## DIRECTIONS FOR THIS TASK
Only the lines from the first line of the records through the line containing "use tokio_stream::StreamExt;" belong in the answer. Copy them exactly.

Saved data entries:
══════════

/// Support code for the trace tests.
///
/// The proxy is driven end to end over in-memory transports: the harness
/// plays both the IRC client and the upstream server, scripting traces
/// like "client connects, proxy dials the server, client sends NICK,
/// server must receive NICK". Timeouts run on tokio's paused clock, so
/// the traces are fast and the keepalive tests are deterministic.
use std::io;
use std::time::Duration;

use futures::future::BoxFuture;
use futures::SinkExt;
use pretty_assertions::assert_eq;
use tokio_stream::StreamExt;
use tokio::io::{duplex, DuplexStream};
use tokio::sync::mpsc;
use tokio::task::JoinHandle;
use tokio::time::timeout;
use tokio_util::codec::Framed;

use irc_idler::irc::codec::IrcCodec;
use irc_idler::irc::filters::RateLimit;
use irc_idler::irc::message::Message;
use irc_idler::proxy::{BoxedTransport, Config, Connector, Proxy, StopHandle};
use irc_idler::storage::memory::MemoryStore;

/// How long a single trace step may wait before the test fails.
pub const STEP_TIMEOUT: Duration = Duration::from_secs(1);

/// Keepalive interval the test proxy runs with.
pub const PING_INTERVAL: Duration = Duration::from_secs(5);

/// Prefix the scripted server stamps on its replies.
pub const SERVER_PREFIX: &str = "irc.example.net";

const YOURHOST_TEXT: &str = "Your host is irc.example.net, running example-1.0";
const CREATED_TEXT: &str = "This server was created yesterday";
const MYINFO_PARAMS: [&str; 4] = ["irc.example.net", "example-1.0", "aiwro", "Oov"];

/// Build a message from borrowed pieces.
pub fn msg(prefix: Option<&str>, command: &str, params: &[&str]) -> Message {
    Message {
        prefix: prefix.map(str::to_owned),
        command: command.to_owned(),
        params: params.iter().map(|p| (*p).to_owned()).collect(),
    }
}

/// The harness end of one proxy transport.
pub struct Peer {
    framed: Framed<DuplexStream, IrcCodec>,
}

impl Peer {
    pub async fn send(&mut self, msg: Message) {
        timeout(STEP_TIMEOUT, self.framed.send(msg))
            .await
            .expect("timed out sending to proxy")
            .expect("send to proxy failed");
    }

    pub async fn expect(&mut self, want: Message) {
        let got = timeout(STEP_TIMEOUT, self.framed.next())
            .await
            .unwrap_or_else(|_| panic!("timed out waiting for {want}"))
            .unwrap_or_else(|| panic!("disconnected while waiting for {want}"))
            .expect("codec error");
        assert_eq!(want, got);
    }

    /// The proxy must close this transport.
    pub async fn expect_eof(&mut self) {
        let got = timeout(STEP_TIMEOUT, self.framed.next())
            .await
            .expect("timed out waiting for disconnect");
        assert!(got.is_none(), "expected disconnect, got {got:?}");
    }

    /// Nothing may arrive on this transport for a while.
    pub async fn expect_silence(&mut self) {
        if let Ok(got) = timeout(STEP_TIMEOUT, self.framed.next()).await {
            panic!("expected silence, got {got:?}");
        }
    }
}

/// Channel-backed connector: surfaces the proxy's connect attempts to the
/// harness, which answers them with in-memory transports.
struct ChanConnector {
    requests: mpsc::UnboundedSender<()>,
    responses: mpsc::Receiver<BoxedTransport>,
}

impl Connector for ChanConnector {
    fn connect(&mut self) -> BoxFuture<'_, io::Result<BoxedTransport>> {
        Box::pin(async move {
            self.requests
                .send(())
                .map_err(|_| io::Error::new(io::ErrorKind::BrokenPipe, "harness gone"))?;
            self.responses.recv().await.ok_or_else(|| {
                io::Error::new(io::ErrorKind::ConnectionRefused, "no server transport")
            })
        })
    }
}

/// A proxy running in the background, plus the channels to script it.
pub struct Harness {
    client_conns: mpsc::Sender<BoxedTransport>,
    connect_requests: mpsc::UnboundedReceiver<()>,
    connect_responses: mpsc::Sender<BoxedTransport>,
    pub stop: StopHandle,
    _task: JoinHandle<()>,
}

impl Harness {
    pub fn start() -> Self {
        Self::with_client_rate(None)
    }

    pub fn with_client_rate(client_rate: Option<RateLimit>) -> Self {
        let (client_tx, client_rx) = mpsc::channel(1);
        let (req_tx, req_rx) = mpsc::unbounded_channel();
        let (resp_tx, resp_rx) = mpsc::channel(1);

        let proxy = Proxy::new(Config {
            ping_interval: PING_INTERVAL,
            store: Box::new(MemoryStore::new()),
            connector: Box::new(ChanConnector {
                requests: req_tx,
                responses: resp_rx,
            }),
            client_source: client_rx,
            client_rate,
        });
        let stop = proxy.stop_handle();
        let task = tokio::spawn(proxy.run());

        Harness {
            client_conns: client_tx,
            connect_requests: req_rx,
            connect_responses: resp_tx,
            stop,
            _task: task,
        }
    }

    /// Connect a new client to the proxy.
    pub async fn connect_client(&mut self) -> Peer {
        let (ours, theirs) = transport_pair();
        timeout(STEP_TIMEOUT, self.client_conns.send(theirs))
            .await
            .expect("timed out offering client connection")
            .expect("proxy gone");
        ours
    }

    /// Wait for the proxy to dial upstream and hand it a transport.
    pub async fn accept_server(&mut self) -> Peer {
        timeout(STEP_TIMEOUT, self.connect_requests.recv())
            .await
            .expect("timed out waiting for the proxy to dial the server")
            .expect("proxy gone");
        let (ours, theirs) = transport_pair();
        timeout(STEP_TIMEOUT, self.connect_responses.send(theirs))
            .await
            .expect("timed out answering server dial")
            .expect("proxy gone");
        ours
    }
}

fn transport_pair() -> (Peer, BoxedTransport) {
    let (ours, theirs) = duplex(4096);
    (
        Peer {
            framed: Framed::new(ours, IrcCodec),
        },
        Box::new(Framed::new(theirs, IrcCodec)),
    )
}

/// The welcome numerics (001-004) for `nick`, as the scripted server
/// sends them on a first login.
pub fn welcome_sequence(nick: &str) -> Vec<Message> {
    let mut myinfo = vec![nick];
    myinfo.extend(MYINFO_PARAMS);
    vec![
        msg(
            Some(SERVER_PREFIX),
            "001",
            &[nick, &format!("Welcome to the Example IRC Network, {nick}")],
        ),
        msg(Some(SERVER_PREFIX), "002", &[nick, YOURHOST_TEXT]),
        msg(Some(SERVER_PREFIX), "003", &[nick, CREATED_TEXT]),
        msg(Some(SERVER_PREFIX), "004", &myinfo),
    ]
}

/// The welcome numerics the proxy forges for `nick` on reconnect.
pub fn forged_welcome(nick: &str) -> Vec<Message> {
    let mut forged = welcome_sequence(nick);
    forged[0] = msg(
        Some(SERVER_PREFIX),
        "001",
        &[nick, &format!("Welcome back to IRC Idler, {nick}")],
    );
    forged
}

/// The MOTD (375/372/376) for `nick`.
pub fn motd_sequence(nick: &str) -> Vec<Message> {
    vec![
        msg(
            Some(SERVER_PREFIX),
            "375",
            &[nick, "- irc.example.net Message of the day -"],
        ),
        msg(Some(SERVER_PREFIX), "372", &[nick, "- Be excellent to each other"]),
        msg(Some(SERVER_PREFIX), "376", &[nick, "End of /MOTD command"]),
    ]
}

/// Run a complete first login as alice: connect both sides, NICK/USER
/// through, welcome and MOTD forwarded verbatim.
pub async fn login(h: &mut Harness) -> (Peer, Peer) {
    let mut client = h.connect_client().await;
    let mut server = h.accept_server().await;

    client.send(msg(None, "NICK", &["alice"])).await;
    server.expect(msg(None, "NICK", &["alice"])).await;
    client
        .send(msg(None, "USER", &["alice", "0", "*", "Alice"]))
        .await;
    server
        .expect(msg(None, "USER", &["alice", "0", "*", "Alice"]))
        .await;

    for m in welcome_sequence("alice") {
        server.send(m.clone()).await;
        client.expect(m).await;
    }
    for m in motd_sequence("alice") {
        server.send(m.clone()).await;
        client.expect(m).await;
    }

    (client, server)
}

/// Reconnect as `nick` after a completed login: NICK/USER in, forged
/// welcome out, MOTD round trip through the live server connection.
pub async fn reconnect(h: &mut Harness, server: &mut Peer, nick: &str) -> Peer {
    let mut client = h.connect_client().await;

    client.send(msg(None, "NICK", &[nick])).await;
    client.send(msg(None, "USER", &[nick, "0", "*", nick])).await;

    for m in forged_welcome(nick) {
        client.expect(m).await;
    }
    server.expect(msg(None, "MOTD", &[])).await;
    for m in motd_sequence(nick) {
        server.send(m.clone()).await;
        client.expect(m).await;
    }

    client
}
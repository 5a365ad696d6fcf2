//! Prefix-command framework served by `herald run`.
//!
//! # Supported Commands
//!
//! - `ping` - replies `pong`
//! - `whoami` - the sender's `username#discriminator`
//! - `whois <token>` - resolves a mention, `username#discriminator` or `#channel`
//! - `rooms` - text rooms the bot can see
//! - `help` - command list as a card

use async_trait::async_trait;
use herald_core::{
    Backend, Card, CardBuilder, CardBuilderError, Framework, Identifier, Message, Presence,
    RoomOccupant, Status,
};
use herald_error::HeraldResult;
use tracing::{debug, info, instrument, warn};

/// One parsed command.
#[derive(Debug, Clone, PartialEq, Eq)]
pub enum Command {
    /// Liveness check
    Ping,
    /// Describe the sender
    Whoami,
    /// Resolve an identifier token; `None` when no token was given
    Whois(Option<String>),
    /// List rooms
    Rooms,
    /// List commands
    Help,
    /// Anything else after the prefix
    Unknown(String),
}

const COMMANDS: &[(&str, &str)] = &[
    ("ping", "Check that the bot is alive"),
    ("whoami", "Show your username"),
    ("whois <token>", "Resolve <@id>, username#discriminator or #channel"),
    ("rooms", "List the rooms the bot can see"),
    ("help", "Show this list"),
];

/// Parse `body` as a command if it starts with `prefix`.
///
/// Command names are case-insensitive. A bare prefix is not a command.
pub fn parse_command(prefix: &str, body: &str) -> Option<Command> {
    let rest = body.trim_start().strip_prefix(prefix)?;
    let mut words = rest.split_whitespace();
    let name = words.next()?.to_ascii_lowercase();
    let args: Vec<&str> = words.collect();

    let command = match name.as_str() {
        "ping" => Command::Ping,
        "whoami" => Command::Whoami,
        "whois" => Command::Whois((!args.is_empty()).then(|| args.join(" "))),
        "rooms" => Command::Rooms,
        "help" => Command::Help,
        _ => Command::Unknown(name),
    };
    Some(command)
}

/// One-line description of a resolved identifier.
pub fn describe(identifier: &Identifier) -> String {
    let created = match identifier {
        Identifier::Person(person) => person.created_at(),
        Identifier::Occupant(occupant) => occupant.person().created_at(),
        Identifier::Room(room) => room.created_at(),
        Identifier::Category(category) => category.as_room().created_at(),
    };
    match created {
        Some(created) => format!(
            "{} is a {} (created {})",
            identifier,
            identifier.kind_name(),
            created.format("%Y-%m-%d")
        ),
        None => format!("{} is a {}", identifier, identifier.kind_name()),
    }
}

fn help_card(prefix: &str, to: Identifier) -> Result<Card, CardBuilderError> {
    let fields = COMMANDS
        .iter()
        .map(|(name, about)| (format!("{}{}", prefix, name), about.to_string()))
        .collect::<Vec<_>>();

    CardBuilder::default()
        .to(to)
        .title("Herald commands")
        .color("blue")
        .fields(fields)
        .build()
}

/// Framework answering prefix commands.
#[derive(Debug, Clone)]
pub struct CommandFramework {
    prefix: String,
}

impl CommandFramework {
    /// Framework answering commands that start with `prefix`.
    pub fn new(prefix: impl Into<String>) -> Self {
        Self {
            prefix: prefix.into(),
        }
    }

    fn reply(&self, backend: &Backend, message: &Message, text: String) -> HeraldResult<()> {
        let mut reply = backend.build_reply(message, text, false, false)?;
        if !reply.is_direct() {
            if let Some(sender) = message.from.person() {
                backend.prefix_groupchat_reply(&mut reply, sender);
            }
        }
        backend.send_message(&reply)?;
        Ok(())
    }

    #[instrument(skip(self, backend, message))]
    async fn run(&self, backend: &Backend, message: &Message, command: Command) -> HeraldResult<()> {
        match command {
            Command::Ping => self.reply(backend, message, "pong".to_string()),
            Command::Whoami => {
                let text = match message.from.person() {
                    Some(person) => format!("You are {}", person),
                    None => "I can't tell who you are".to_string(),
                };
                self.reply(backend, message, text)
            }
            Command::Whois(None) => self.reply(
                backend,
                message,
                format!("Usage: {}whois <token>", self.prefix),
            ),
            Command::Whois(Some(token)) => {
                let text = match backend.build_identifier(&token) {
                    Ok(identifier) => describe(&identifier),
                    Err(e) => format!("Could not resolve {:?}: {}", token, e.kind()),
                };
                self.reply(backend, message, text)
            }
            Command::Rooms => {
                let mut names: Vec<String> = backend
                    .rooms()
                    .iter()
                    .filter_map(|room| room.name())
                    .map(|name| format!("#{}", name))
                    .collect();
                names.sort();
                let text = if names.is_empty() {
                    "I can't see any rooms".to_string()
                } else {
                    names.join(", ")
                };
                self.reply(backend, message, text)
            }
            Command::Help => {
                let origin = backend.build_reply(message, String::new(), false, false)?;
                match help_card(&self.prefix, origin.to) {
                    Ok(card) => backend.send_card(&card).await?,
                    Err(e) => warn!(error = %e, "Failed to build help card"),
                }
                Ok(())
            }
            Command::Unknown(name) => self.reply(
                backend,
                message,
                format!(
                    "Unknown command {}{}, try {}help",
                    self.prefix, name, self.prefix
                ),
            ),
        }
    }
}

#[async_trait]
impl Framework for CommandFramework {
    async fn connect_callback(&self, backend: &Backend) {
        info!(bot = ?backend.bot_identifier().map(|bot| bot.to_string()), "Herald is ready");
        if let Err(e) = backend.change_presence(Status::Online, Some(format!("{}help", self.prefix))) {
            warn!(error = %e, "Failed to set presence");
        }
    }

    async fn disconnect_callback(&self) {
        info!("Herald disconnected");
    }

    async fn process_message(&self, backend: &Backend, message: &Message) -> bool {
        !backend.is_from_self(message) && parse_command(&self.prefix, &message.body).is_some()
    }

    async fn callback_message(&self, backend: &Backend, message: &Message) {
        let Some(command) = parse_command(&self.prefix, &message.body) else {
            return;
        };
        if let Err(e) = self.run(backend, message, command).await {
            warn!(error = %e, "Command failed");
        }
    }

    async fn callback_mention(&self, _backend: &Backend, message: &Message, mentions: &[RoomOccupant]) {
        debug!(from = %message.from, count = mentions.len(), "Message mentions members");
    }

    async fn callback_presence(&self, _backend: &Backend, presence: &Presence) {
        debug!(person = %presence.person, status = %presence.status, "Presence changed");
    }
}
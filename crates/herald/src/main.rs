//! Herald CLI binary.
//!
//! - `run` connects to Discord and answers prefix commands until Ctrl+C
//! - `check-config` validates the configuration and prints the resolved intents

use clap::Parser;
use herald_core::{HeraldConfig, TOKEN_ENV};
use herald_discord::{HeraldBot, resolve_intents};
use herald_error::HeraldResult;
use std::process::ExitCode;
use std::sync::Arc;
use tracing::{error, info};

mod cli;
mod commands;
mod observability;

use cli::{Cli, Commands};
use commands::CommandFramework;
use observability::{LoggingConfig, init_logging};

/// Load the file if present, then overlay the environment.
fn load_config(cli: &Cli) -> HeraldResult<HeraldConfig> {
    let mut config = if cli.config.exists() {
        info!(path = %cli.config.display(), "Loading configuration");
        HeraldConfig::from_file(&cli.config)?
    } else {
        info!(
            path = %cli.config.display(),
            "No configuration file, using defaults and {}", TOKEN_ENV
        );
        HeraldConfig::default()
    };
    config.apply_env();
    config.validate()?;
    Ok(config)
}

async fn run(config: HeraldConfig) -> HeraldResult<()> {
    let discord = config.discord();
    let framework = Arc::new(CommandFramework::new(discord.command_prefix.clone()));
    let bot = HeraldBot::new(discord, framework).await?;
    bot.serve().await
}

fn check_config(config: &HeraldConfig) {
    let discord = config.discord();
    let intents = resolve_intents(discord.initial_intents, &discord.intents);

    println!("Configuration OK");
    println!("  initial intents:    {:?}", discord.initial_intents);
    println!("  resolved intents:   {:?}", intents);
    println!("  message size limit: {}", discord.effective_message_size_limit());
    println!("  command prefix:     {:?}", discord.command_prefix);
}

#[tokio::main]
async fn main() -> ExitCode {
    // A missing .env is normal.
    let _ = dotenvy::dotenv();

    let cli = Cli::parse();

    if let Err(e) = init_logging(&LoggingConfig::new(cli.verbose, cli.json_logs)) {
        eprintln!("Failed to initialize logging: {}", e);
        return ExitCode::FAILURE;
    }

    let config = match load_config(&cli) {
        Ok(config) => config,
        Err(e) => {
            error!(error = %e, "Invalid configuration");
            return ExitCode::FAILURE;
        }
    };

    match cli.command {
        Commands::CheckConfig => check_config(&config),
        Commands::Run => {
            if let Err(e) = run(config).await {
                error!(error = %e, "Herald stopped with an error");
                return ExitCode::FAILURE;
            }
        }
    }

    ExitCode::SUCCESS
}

══════════

## ANSWER
/// Support code for the trace tests.
///
/// The proxy is driven end to end over in-memory transports: the harness
/// plays both the IRC client and the upstream server, scripting traces
/// like "client connects, proxy dials the server, client sends NICK,
/// server must receive NICK". Timeouts run on tokio's paused clock, so
/// the traces are fast and the keepalive tests are deterministic.
use std::io;
use std::time::Duration;

use futures::future::BoxFuture;
use futures::SinkExt;
use pretty_assertions::assert_eq;
use tokio_stream::StreamExt;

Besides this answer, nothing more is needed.